Expenses for People Living Outside of B.C.

Covered by another provincial medical plan?

Present your Provincial Health Services Card with your personal healthcare number and expiry date (if applicable) so that we can bill your province on your behalf.

If you have made a permanent move to B.C. from another province, your medical coverage from the other province will be valid for a three month period starting with the month of arrival in B.C.

If you are a student or temporary worker from another province, please contact our office immediately with your provincial medical card number with expiration date (if applicable). Your home province medical will be valid for your stay in B.C.

If you have received a bill, we may be missing information to properly bill your home province. Contact us to have this corrected.

Some provincial medical plans have different levels of coverage so you may be billed for some services. For instance, Quebec does not allow billing for physician services. Residents of Quebec are required to pay the doctor bill first and seek reimbursement from Regie de l'assurance maladie Quebec (RAMQQ) with a paid receipt. Check with your province's health website for more information.

If you have permanently relocated to B.C., remember to apply for Medical Services Plan of BC (MSP) coverage. To qualify for MSP, you must be a resident of British Columbia. MSP coverage is not automatic and you need to apply for it to get your own BC Services Card. Visit the Medical Services Plan of BC (MSP) website for more information on eligibility and coverage for study/work permits.

Visiting Canada or have no coverage?

Tourists and visitors are not covered by our provincial Medical Services Plan (MSP) and will be billed for all health care services.

It is advised that you arrive in B.C. with travel/private insurance. Insurance claims are patient-led and must be started by the patient. Copies of the insurance documents are taken at the time of hospital admittance in order to confirm information with the insurance company.

If your visit is only to the Emergency room

You will be required to pay for the fee at the time of registration and seek reimbursement directly from your insurance company. Depending on your insurance plan, you may also need to request health records for your claim.

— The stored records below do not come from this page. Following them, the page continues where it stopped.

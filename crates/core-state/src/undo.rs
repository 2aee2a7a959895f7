//! Undo log: an ordered list of invertible edit records.
//!
//! The log only stores; replaying a record is the job of the undo driver,
//! which runs the inverse primitive named by the record's kind and region.
//!
//! An edit reserves room with [`UndoLog::reserve`] before touching the file
//! and appends its record once applied, so a recorded edit is never lost to
//! an allocation failure.
//!
//! Records are appended in edit order. Undo flips the `undone` flag of the
//! newest live group, redo clears it on the oldest undone group, so the
//! undone records always form a suffix of the log. Recording a new edit
//! drops that suffix; reserving room for one does not.
//!
//! Grouping: [`UndoLog::begin_group`] / [`UndoLog::end_group`] nest. Every
//! record made while at least one group is open shares the id of the
//! outermost group and is undone or redone together with it. A record made
//! outside any group forms a group of its own.

use std::ops::Range;

use core_text::{Block, TextError, TextResult};
use tracing::trace;

use crate::position::{ColumnRegion, Cursor, Position, Selection};

/// Cursor and selection state captured around an edit.
#[derive(Debug, Clone, Copy, PartialEq, Eq, Default)]
pub struct FileStatus {
    pub cursor: Cursor,
    pub selection: Selection,
    pub modified: bool,
}

#[derive(Debug, Clone, Copy, PartialEq, Eq)]
pub enum UndoKind {
    Insert,
    Delete,
    /// Single byte overwritten (or appended) in place.
    Replace,
    /// Cursor or selection change only; text untouched.
    Rearrange,
}

/// The text range an undo record applies to.
#[derive(Debug, Clone, Copy, PartialEq, Eq)]
pub enum UndoRegion {
    None,
    /// Character range `[start, end)` as it exists after an insert or before
    /// a delete.
    Chars { start: Position, end: Position },
    /// Rectangle touched by a column operation. `appended` counts lines a
    /// column insert added past the end of the file.
    Columns { region: ColumnRegion, appended: usize },
    /// Byte at `at` replaced by `new`; `old` is `None` when `new` was
    /// appended at the end of the line.
    Byte { at: Position, old: Option<u8>, new: u8 },
}

#[derive(Debug, Clone)]
pub struct UndoRecord {
    pub kind: UndoKind,
    pub before: FileStatus,
    pub after: FileStatus,
    /// Text needed to invert the edit: the inserted block, the deleted
    /// block, or the column pattern.
    pub payload: Option<Block>,
    pub region: UndoRegion,
    /// Group nesting depth when the record was made (0 outside any group).
    pub nesting_level: usize,
    pub group: u64,
    pub undone: bool,
}

#[derive(Debug, Default)]
pub struct UndoLog {
    records: Vec<UndoRecord>,
    nesting: usize,
    open_group: Option<u64>,
    next_group: u64,
}

impl UndoLog {
    pub fn new() -> Self {
        Self::default()
    }

    pub fn len(&self) -> usize {
        self.records.len()
    }

    pub fn is_empty(&self) -> bool {
        self.records.is_empty()
    }

    pub fn records(&self) -> &[UndoRecord] {
        &self.records
    }

    pub fn get(&self, idx: usize) -> Option<&UndoRecord> {
        self.records.get(idx)
    }

    pub fn last(&self) -> Option<&UndoRecord> {
        self.records.last()
    }

    /// Current group nesting depth.
    pub fn nesting_level(&self) -> usize {
        self.nesting
    }

    /// Number of records not undone (they form a prefix of the log).
    pub fn applied(&self) -> usize {
        self.records
            .iter()
            .position(|r| r.undone)
            .unwrap_or(self.records.len())
    }

    pub fn can_undo(&self) -> bool {
        self.applied() > 0
    }

    pub fn can_redo(&self) -> bool {
        self.applied() < self.records.len()
    }

    fn fresh_group(&mut self) -> u64 {
        let id = self.next_group;
        self.next_group += 1;
        id
    }

    /// Open an atomic group; returns the id records will carry.
    pub fn begin_group(&mut self) -> u64 {
        let id = match self.open_group {
            Some(id) => id,
            None => {
                let id = self.fresh_group();
                self.open_group = Some(id);
                id
            }
        };
        self.nesting += 1;
        trace!(target: "state.undo", group = id, nesting = self.nesting, "group_begin");
        id
    }

    pub fn end_group(&mut self) {
        debug_assert!(self.nesting > 0, "end_group without begin_group");
        self.nesting = self.nesting.saturating_sub(1);
        trace!(target: "state.undo", group = ?self.open_group, nesting = self.nesting, "group_end");
        if self.nesting == 0 {
            self.open_group = None;
        }
    }

    /// Make room for one record ahead of an edit, so that recording the
    /// edit once it succeeded cannot fail. The log's contents, redo tail
    /// included, are left alone.
    pub fn reserve(&mut self) -> TextResult<()> {
        self.records
            .try_reserve(1)
            .map_err(|_| TextError::OutOfMemory {
                requested: std::mem::size_of::<UndoRecord>(),
            })
    }

    /// Append a record for an applied edit, dropping any undone records
    /// first. This invalidates redo.
    pub fn record(
        &mut self,
        kind: UndoKind,
        before: FileStatus,
        after: FileStatus,
        region: UndoRegion,
        payload: Option<Block>,
    ) -> TextResult<()> {
        self.reserve()?;
        let applied = self.applied();
        if applied < self.records.len() {
            trace!(
                target: "state.undo",
                dropped = self.records.len() - applied,
                "redo_tail_truncated"
            );
            self.records.truncate(applied);
        }
        let group = match self.open_group {
            Some(id) => id,
            None => self.fresh_group(),
        };
        self.records.push(UndoRecord {
            kind,
            before,
            after,
            payload,
            region,
            nesting_level: self.nesting,
            group,
            undone: false,
        });
        trace!(
            target: "state.undo",
            kind = ?kind,
            group,
            nesting = self.nesting,
            depth = self.records.len(),
            "record"
        );
        Ok(())
    }

    /// Index range of the newest group that can be undone.
    pub fn undo_range(&self) -> Option<Range<usize>> {
        let end = self.applied();
        let group = self.records[..end].last()?.group;
        let start = self.records[..end]
            .iter()
            .rposition(|r| r.group != group)
            .map_or(0, |i| i + 1);
        Some(start..end)
    }

    /// Index range of the oldest undone group.
    pub fn redo_range(&self) -> Option<Range<usize>> {
        let start = self.applied();
        let group = self.records.get(start)?.group;
        let end = self.records[start..]
            .iter()
            .position(|r| r.group != group)
            .map_or(self.records.len(), |i| start + i);
        Some(start..end)
    }

    pub fn set_undone(&mut self, idx: usize, undone: bool) {
        if let Some(rec) = self.records.get_mut(idx) {
            rec.undone = undone;
        }
    }

    /// Forget all history.
    pub fn clear(&mut self) {
        self.records.clear();
        trace!(target: "state.undo", "cleared");
    }
}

If you are admitted to the hospital

Finance will attempt to coordinate direct billing with your insurance company. However, this does not guarantee your insurance company will approve the claim or agree to remit payment directly to Island Health (Vancouver Island Health Authority). Some insurance companies in the United States will only remit payment to their members. It is therefore your responsibility to contact your insurance company prior to coming to Canada to find out what will be covered. It is advisable to purchase travel insurance in addition to your home plan.

Individuals who reside in Canada, but do not have proof of Permanent Resident status, will be billed as Non-Residents of Canada. 

If you have Permanent Resident status, you qualify for BC Medical and should apply as soon as your status is confirmed. There may be a three month wait period before your coverage is valid. 

In some cases, if you have a work or study permit valid for more than six months you may also qualify for BC Medical. Once again, there will be a three month wait period before your coverage is valid. 

Facility costs versus physician costs

After receiving care at one of our hospitals, you may receive two separate bills:

  1. For facility costs (includes nursing care, supplies etc.)
  2. For physicians' services

Island Health (Vancouver Island Health Authority) Accounts Receivable department does not bill on behalf of the physician. Physicians' bills are issued by their own offices.

Any questions or payments should be directed to the billing address specified on the invoice or statement.